▶ Entries provided
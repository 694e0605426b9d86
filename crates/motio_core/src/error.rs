//! Core error types

use thiserror::Error;

/// Errors raised by the core runtime
#[derive(Error, Debug)]
pub enum MotionError {
    /// Interpolation input and output ranges differ in length
    #[error("Interpolation ranges differ in length: {input} inputs, {output} outputs")]
    InterpolationLength { input: usize, output: usize },

    /// An operation that needs at least one element received none
    #[error("Empty input: {0}")]
    EmptyInput(&'static str),

    /// Configuration could not be parsed
    #[error("Invalid motion configuration: {0}")]
    Config(#[from] toml::de::Error),
}

/// Result type for core operations
pub type Result<T> = std::result::Result<T, MotionError>;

▶ Your goal
Output every record verbatim.

▶ Worked solution
repository 694e0605426b9d86
filename crates/motio_core/src/error.rs
//! Core error types

use thiserror::Error;

/// Errors raised by the core runtime
#[derive(Error, Debug)]
pub enum MotionError {
    /// Interpolation input and output ranges differ in length
    #[error("Interpolation ranges differ in length: {input} inputs, {output} outputs")]
    InterpolationLength { input: usize, output: usize },

    /// An operation that needs at least one element received none
    #[error("Empty input: {0}")]
    EmptyInput(&'static str),

    /// Configuration could not be parsed
    #[error("Invalid motion configuration: {0}")]
    Config(#[from] toml::de::Error),
}

/// Result type for core operations
pub type Result<T> = std::result::Result<T, MotionError>;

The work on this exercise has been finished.